On ne sait si ce sont les illustrations qui entraînent les phrases ou les mots qui inspirent le ballet des dessins, tant est fluide et fécond le jeu texte/images. La couverture invite d’emblée à plonger dans l’aventure : trois petites pieuvres, de dos, regardent le monde extérieur à travers une sorte de fenêtre qui ouvre sur l’immensité du ciel et de la mer. On est « au beau milieu du grand ventre bleu de la mer, loin, très loin de toute terre, loin, très loin de toute île ou atoll ». En compagnie de Saï, « pieuvre méticuleuse et rigoureuse », de Mo, curieuse et intrépide, et de Vish, légèrement handicapée depuis qu’elle a ingéré par mégarde « un objet singulier qui traînait par là ». Et il en traîne beaucoup des objets à cet endroit-là du bleu de l’océan, depuis que les hommes ont fait de ce « point Nemo » le lieu où ils jettent leurs déchets spatiaux.
C’est peu dire que la plongée qui va suivre est un enchantement. Sigrid Baffert déploie une fantaisie à la Lewis Carroll, mêle humour et poésie, joue avec les mots avec une formidable espièglerie et tricote des dialogues comme au théâtre, aussi piquants que savoureux. Jeanne Macaigne compose de son côté une symphonie de bleus où évolue de multiples personnages que mille détails rendent mystérieux, désopilants autant qu’étranges : des générations de vie là où s’entassent les déchets de l’industrie des hommes ne sont pas sans conséquences. C’est drôle, joyeux et légèrement flippant.
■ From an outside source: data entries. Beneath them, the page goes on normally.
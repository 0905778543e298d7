//! Dual-mode request routing.
//!
//! A message plus its caller context is classified into a [`Mode`]
//! (`client` or `companion`), then the router picks the backend tier and
//! flags escalation. Both steps are pure and stateless.

mod matcher;
pub mod mode;
pub mod provider;

pub use matcher::KeywordMatcher;
pub use mode::{KeywordModeDetector, ModeDetection, ModeDetector, ModeTrigger};
pub use provider::ProviderRouter;

use serde::{Deserialize, Serialize};

use crate::knowledge::AccessScope;

// ============================================================================
// Types
// ============================================================================

/// Which response track handles a message.
#[derive(Debug, Clone, Copy, PartialEq, Eq, Hash, Serialize, Deserialize)]
#[serde(rename_all = "lowercase")]
pub enum Mode {
    /// Customer-facing: public knowledge only.
    Client,
    /// Internal operator assistant: public and internal knowledge.
    Companion,
}

impl Mode {
    pub fn as_str(&self) -> &'static str {
        match self {
            Mode::Client => "client",
            Mode::Companion => "companion",
        }
    }

    /// Knowledge a response in this mode may be grounded on.
    pub fn access_scope(&self) -> AccessScope {
        match self {
            Mode::Client => AccessScope::PublicOnly,
            Mode::Companion => AccessScope::IncludeInternal,
        }
    }
}

/// Who is asking, as asserted by the calling application.
#[derive(Debug, Clone, Default, Serialize, Deserialize)]
#[serde(rename_all = "camelCase")]
pub struct CallerContext {
    #[serde(default)]
    pub role: Option<String>,
    #[serde(default)]
    pub internal: Option<bool>,
    /// Identifier passed to the credit gate.
    #[serde(default)]
    pub caller_id: Option<String>,
}

#[derive(Debug, Clone, Copy, PartialEq, Eq, Serialize, Deserialize, Default)]
#[serde(rename_all = "lowercase")]
pub enum TaskType {
    #[default]
    Chat,
    Search,
    Analysis,
    Drafting,
}

#[derive(Debug, Clone, Copy, PartialEq, Eq, Serialize, Deserialize, Default)]
#[serde(rename_all = "lowercase")]
pub enum Complexity {
    Simple,
    #[default]
    Moderate,
    Complex,
}

/// Backend tier a message is routed to.
#[derive(Debug, Clone, Copy, PartialEq, Eq, Hash, Serialize, Deserialize)]
#[serde(rename_all = "lowercase")]
pub enum ProviderTier {
    /// Low-latency, low-cost model.
    Fast,
    /// Higher-capability model.
    Deep,
}

impl ProviderTier {
    pub fn as_str(&self) -> &'static str {
        match self {
            ProviderTier::Fast => "fast",
            ProviderTier::Deep => "deep",
        }
    }
}

/// Per-request routing outcome. Never persisted.
#[derive(Debug, Clone, Copy, PartialEq, Eq, Serialize)]
#[serde(rename_all = "camelCase")]
pub struct RoutingDecision {
    pub mode: Mode,
    pub provider: ProviderTier,
    /// Advisory: the message looks urgent or high value.
    pub escalate: bool,
}

#[cfg(test)]
mod tests {
    use super::*;

    #[test]
    fn wire_names() {
        assert_eq!(serde_json::to_string(&Mode::Companion).unwrap(), "\"companion\"");
        let t: TaskType = serde_json::from_str("\"drafting\"").unwrap();
        assert_eq!(t, TaskType::Drafting);
        let ctx: CallerContext = serde_json::from_str(r#"{"role":"admin","callerId":"u1"}"#).unwrap();
        assert_eq!(ctx.role.as_deref(), Some("admin"));
        assert_eq!(ctx.internal, None);
    }

    #[test]
    fn mode_determines_scope() {
        assert_eq!(Mode::Client.access_scope(), AccessScope::PublicOnly);
        assert_eq!(Mode::Companion.access_scope(), AccessScope::IncludeInternal);
    }
}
Au fond du fond de la mer, tout un peuple est ainsi réuni dans une sorte d’agora appelée « l’Antre », cachée dans une cicatrice de corail. Anémones albinos, oursins bicéphales, baudroies cyclopes, méduses mercureuses, poissons velus, crevettes bouffies, homards chromés, entourent les trois petites pieuvres. L’heure est grave car celles-ci ont vu, au-dessus de leurs têtes, une « Chose » pas comme les autres flotter à la surface de l’eau. « C’est une sorte de coquillage géant sauf que ce n’est pas un coquillage géant, on croit bien que c’est vivant dedans mais on ne sait pas si c’est vraiment vivant », témoigne Mo dans le fouillis de ses émotions. Une Chose aussi grosse que Krakenko, l’orque « dont les angoisses ravageuses n’avaient d’égal que l’appétit d’ogresse », responsable, d’aussi loin que porte la mémoire, de « sanglantes catastrophes ».
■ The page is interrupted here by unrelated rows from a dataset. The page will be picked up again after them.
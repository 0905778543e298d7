use clap::Parser;
use kbgate::cli::{self, Cli, Commands, ConfigAction};
use kbgate::config::{validate_config, Config};
use kbgate::gateway::{GatewayServer, GatewayState};
use kbgate::logging;
use tracing::{error, info};

#[tokio::main]
async fn main() -> anyhow::Result<()> {
    dotenvy::dotenv().ok();

    let cli = Cli::parse();
    let config = Config::load(cli.config.as_deref())?;
    logging::init(&config.logging)?;

    match cli.command {
        Commands::Serve(opts) => {
            info!("Starting kbgate gateway server");
            let state = GatewayState::from_config(config)?;
            let server = GatewayServer::start(state, opts.port, opts.bind.as_deref()).await?;
            server.run_until_shutdown().await?;
        }
        Commands::Ingest(opts) => {
            let state = GatewayState::from_config(config)?;
            cli::run_ingest(&state, &opts).await?;
        }
        Commands::Search(opts) => {
            let state = GatewayState::from_config(config)?;
            cli::run_search(&state, &opts).await?;
        }
        Commands::Config(opts) => match opts.action {
            ConfigAction::Show => {
                println!("{}", serde_json::to_string_pretty(&config)?);
            }
            ConfigAction::Validate => {
                let errors = validate_config(&config);
                if errors.is_empty() {
                    info!("Configuration is valid");
                } else {
                    for e in &errors {
                        error!("{e}");
                    }
                    anyhow::bail!("configuration has {} problem(s)", errors.len());
                }
            }
            ConfigAction::Init => {
                let path = cli.config.as_deref().unwrap_or("kbgate.json");
                Config::write_default(path)?;
                info!("Configuration file created at {path}");
            }
        },
        Commands::Version => {
            println!("kbgate {}", env!("CARGO_PKG_VERSION"));
        }
    }

    Ok(())
}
Quelle est donc cette Chose tombée du ciel ? Et comment les petites pieuvres, aidées par le Grand Bras-Ma, le poulpe yogi qui a vu bien du pays, vont-elles résoudre le mystère ? Voilà l’objet de ce conte de haute fantaisie et de discrète philosophie qui vous fera nager loin, très loin dans l’inconnu.
Télérama, TTT, Michel Abescat


Une chose étrange vient de tomber du ciel. Un truc blanc et rouge à la forme bizarre qui se met à flotter à la surface de l'eau. De quoi susciter la curiosité des petites pieuvres Mo, Saï et Vish. Elles vont venir flairer l'inconnu et s'apercevoir que l'objet non identifié n'est pas sans vie, bien au contraire : le couvercle finit par s'ouvrir pour laisser passer un personnage à la grosse tête, sans bouche et à quatre membres. La surprise est trop importante pour que le trio n'en informe pas l'assemblée des autres habitants des fonds marins : anémones albinos, crabes cornus et crevettes bouffies. Mais c'est le Grand Bras Ma qui leur fournira la solution : la chose provient du MéHéHéHé ou, autrement dit, du Monde-d'En-Haut-Et-Hors-d'Eau-des-Humains-Emmerdeurs. Tout est dit !
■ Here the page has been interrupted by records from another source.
fn count_grouped(conn: &Connection, sql: &str) -> Result<BTreeMap<String, u64>, IndexError> {
    let mut stmt = conn.prepare(sql)?;
    let rows = stmt.query_map([], |row| {
        Ok((row.get::<_, String>(0)?, row.get::<_, i64>(1)?))
    })?;
    let mut out = BTreeMap::new();
    for row in rows {
        let (key, n) = row?;
        out.insert(key, n as u64);
    }
    Ok(out)
}

// ---------------------------------------------------------------------------
// Filters
// ---------------------------------------------------------------------------

/// SQL predicate over `documents d` plus its positional parameters.
struct SqlFilter {
    clause: String,
    params: Vec<Value>,
}

impl SqlFilter {
    fn from_query(query: &IndexQuery) -> Self {
        let mut clauses = Vec::new();
        let mut params = Vec::new();

        let placeholders = in_list(
            &mut params,
            query.confidentiality.iter().map(|c| c.as_str().to_string()),
        );
        clauses.push(format!("d.confidentiality IN ({placeholders})"));

        if !query.domain_filter.is_empty() {
            let placeholders = in_list(&mut params, query.domain_filter.iter().cloned());
            clauses.push(format!(
                "EXISTS (SELECT 1 FROM json_each(d.domain_tags) WHERE json_each.value IN ({placeholders}))"
            ));
        }

        if !query.tag_filter.is_empty() {
            let placeholders = in_list(&mut params, query.tag_filter.iter().cloned());
            clauses.push(format!(
                "EXISTS (SELECT 1 FROM json_each(d.freeform_tags) WHERE json_each.value IN ({placeholders}))"
            ));
        }

        Self {
            clause: clauses.join(" AND "),
            params,
        }
    }
}

fn in_list(params: &mut Vec<Value>, values: impl Iterator<Item = String>) -> String {
    let mut n = 0;
    for v in values {
        params.push(Value::Text(v));
        n += 1;
    }
    vec!["?"; n].join(", ")
}

// ---------------------------------------------------------------------------
// Row mapping
// ---------------------------------------------------------------------------

struct RawDocument {
    id: String,
    title: String,
    content: String,
    source_document: String,
    document_type: String,
    domain_tags: String,
    freeform_tags: String,
    priority: i32,
    confidentiality: String,
    chunk_index: u32,
    total_chunks: u32,
    ingested_at: i64,
    embedding: Vec<u8>,
}

fn read_raw(row: &Row<'_>, offset: usize) -> rusqlite::Result<RawDocument> {
    Ok(RawDocument {
        id: row.get(offset)?,
        title: row.get(offset + 1)?,
        content: row.get(offset + 2)?,
        source_document: row.get(offset + 3)?,
        document_type: row.get(offset + 4)?,
        domain_tags: row.get(offset + 5)?,
        freeform_tags: row.get(offset + 6)?,
        priority: row.get(offset + 7)?,
        confidentiality: row.get(offset + 8)?,
        chunk_index: row.get(offset + 9)?,
        total_chunks: row.get(offset + 10)?,
        ingested_at: row.get(offset + 11)?,
        embedding: row.get(offset + 12)?,
    })
}

impl RawDocument {
    fn into_document(self) -> Result<IndexedDocument, IndexError> {
        let storage = |e: String| IndexError::Storage(format!("document {}: {e}", self.id));
        let ingested_at = DateTime::<Utc>::from_timestamp_millis(self.ingested_at)
            .ok_or_else(|| storage(format!("bad timestamp {}", self.ingested_at)))?;
        Ok(IndexedDocument {
            document_type: self.document_type.parse::<DocumentType>().map_err(storage)?,
            confidentiality: self.confidentiality.parse::<Confidentiality>().map_err(storage)?,
            domain_tags: serde_json::from_str(&self.domain_tags)
                .map_err(|e| storage(e.to_string()))?,
            freeform_tags: serde_json::from_str(&self.freeform_tags)
                .map_err(|e| storage(e.to_string()))?,
            embedding: bytes_to_floats(&self.embedding),
            ingested_at,
            id: self.id,
            title: self.title,
            content: self.content,
            source_document: self.source_document,
            priority: self.priority,
            chunk_index: self.chunk_index,
            total_chunks: self.total_chunks,
        })
    }
}

// ---------------------------------------------------------------------------
// KnowledgeStore impl
// ---------------------------------------------------------------------------

impl KnowledgeStore for SqliteKnowledgeIndex {
    fn ensure_embedding_model(&self, model: &str, dimensions: usize) -> Result<(), IndexError> {
        let mut conn = self.pool.get()?;
        let tx = conn.transaction_with_behavior(TransactionBehavior::Immediate)?;

        let stored_model = schema::get_meta(&tx, "embedding_model")?;
        let stored_dims = schema::get_meta(&tx, "embedding_dimensions")?
            .and_then(|d| d.parse::<usize>().ok());

        let same_dims = stored_dims.map_or(true, |d| d == dimensions);
        let same_model = stored_model.as_deref().map_or(true, |m| m == model);

        if !(same_dims && same_model) && count_documents(&tx)? > 0 {
            let stored_model = stored_model.unwrap_or_default();
            return Err(if same_dims {
                IndexError::ModelChanged {
                    stored_model,
                    model: model.to_string(),
                }
            } else {
                IndexError::DimensionMismatch {
                    stored_model,
                    stored_dims: stored_dims.unwrap_or(0),
                    dims: dimensions,
                }
            });
        }

        schema::set_meta(&tx, "embedding_model", model)?;
        schema::set_meta(&tx, "embedding_dimensions", &dimensions.to_string())?;
        tx.commit()?;
        Ok(())
    }

    fn upsert(&self, doc: &IndexedDocument) -> Result<(), IndexError> {
        let mut conn = self.pool.get()?;
        let tx = conn.transaction_with_behavior(TransactionBehavior::Immediate)?;
        upsert_row(&tx, doc)?;
        tx.commit()?;
        Ok(())
    }

    fn replace_source(&self, source: &str, docs: &[IndexedDocument]) -> Result<(), IndexError> {
        let mut conn = self.pool.get()?;
        let tx = conn.transaction_with_behavior(TransactionBehavior::Immediate)?;
        for doc in docs {
            if doc.source_document != source {
                return Err(IndexError::Storage(format!(
                    "document {} belongs to '{}', not '{source}'",
                    doc.id, doc.source_document
                )));
            }
            upsert_row(&tx, doc)?;
        }
        let pruned = tx.execute(
            "DELETE FROM documents WHERE source_document = ?1 AND chunk_index >= ?2",
            params![source, docs.len() as i64],
        )?;
        tx.commit()?;
        debug!(source, chunks = docs.len(), pruned, "source written");
        Ok(())
    }

    fn get(&self, id: &str) -> Result<Option<IndexedDocument>, IndexError> {
        let conn = self.pool.get()?;
        let sql = format!("SELECT {DOC_COLUMNS} FROM documents WHERE id = ?1");
        let raw = conn
            .query_row(&sql, [id], |row| read_raw(row, 0))
            .optional()?;
        raw.map(RawDocument::into_document).transpose()
    }

    fn query(&self, query: &IndexQuery) -> Result<Vec<ScoredDocument>, IndexError> {
        if query.confidentiality.is_empty() || query.limit == 0 {
            return Ok(Vec::new());
        }

        let conn = self.pool.get()?;
        let filter = SqlFilter::from_query(query);

        if count_documents(&conn)? == 0 {
            return Ok(Vec::new());
        }

        let keyword = Self::keyword_candidates(&conn, query, &filter)?;
        let fused = match query.embedding() {
            Some(embedding) => {
                if let Some(stored) = schema::get_meta(&conn, "embedding_dimensions")? {
                    let stored_dims: usize = stored.parse().unwrap_or(0);
                    if stored_dims != embedding.len() {
                        return Err(IndexError::DimensionMismatch {
                            stored_model: schema::get_meta(&conn, "embedding_model")?
                                .unwrap_or_default(),
                            stored_dims,
                            dims: embedding.len(),
                        });
                    }
                }
                let vector = Self::vector_candidates(&conn, query, embedding, &filter)?;
                hybrid::fuse(&keyword, &vector, &query.fusion)
            }
            None => hybrid::keyword_only(&keyword),
        };

        let survivors: Vec<(i64, f64)> = fused
            .into_iter()
            .filter(|(_, score)| *score > query.min_score)
            .collect();
        let seqs: Vec<i64> = survivors.iter().map(|(seq, _)| *seq).collect();
        let mut loaded = Self::load_by_seq(&conn, &seqs)?;

        let mut results = Vec::with_capacity(survivors.len());
        for (seq, score) in survivors {
            let Some(document) = loaded.remove(&seq) else {
                continue;
            };
            let in_scope = query.confidentiality.contains(&document.confidentiality);
            debug_assert!(
                in_scope,
                "document {} is {} but the query allows {:?}",
                document.id,
                document.confidentiality.as_str(),
                query.confidentiality
            );
            if !in_scope {
                error!(
                    id = %document.id,
                    confidentiality = document.confidentiality.as_str(),
                    "index returned a document outside the query's confidentiality scope; dropping it"
                );
                continue;
            }
            results.push(ScoredDocument { document, score });
        }

        results.sort_by(|a, b| {
            b.score
                .partial_cmp(&a.score)
                .unwrap_or(std::cmp::Ordering::Equal)
                .then(b.document.ingested_at.cmp(&a.document.ingested_at))
                .then(a.document.id.cmp(&b.document.id))
        });
        results.truncate(query.limit);
        Ok(results)
    }

    fn delete(&self, id: &str) -> Result<bool, IndexError> {
        let conn = self.pool.get()?;
        let n = conn.execute("DELETE FROM documents WHERE id = ?1", [id])?;
        Ok(n > 0)
    }

    fn purge_source(&self, source: &str) -> Result<usize, IndexError> {
        let conn = self.pool.get()?;
        let n = conn.execute("DELETE FROM documents WHERE source_document = ?1", [source])?;
        info!(source, removed = n, "source purged");
        Ok(n)
    }

    fn stats(&self) -> Result<IndexStats, IndexError> {
        let conn = self.pool.get()?;
        let total_sources: i64 = conn.query_row(
            "SELECT count(DISTINCT source_document) FROM documents",
            [],
            |r| r.get(0),
        )?;
        Ok(IndexStats {
            total_documents: count_documents(&conn)?,
            total_sources: total_sources as u64,
            by_domain: count_grouped(
                &conn,
                "SELECT j.value, count(*) FROM documents d, json_each(d.domain_tags) j GROUP BY j.value",
            )?,
            by_type: count_grouped(
                &conn,
                "SELECT document_type, count(*) FROM documents GROUP BY document_type",
            )?,
            by_confidentiality: count_grouped(
                &conn,
                "SELECT confidentiality, count(*) FROM documents GROUP BY confidentiality",
            )?,
            embedding_model: schema::get_meta(&conn, "embedding_model")?,
            embedding_dimensions: schema::get_meta(&conn, "embedding_dimensions")?
                .and_then(|d| d.parse().ok()),
        })
    }

    fn ping(&self) -> Result<(), IndexError> {
        let conn = self.pool.get()?;
        conn.query_row("SELECT 1", [], |r| r.get::<_, i64>(0))?;
        Ok(())
    }

    fn cached_embedding(
        &self,
        hash: &str,
        model: &str,
    ) -> Result<Option<EmbeddingVector>, IndexError> {
        let conn = self.pool.get()?;
        let blob = conn
            .query_row(
                "SELECT embedding FROM embedding_cache WHERE hash = ?1 AND model = ?2",
                [hash, model],
                |row| row.get::<_, Vec<u8>>(0),
            )
            .optional()?;
        Ok(blob.map(|b| bytes_to_floats(&b)))
    }

    fn cache_embedding(
        &self,
        hash: &str,
        model: &str,
        embedding: &[f32],
    ) -> Result<(), IndexError> {
        let conn = self.pool.get()?;
        conn.execute(
            "INSERT OR REPLACE INTO embedding_cache (hash, model, dimensions, embedding, created_at)
             VALUES (?1, ?2, ?3, ?4, ?5)",
            params![
                hash,
                model,
                embedding.len() as i64,
                floats_to_bytes(embedding),
                Utc::now().timestamp_millis(),
            ],
        )?;
        Ok(())
    }
}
Sigrid Baffert, appuyée par les chaudes illustrations de Jeanne Macaigne, offre un roman jeunesse sur la confrontation de deux mondes. Celui des fonds marins accueillant à ses corps défendants la déchetterie du ciel. Car le lieu de ce conte aussi écologique qu'édifiant s'appelle Nemo, là où à l'abri des regards du monde, les humains balancent leurs déchets spatiaux. Un nom trompeur pour une triste réalité. La fiction permet à l'autrice de trouver un biais féerique pour en parler et offrir à ses petits (et gros) animaux aquatiques, une voix curieuse et sage. Une façon belle et intelligente d'aborder le sujet pour ouvrir la connaissance.
Enfantipages, Clémentine


L'une des plus belles nouveautés de la rentrée! Ce roman de Sigrid Baffert. Tout y est fort: histoire, personnages, thèmes, illustrations... et cette langue riche et fabuleuse!!!
Pour les jeunes lecteurs qui maîtrisent déjà ou en lecture aux 6 ans et plus qui en veulent!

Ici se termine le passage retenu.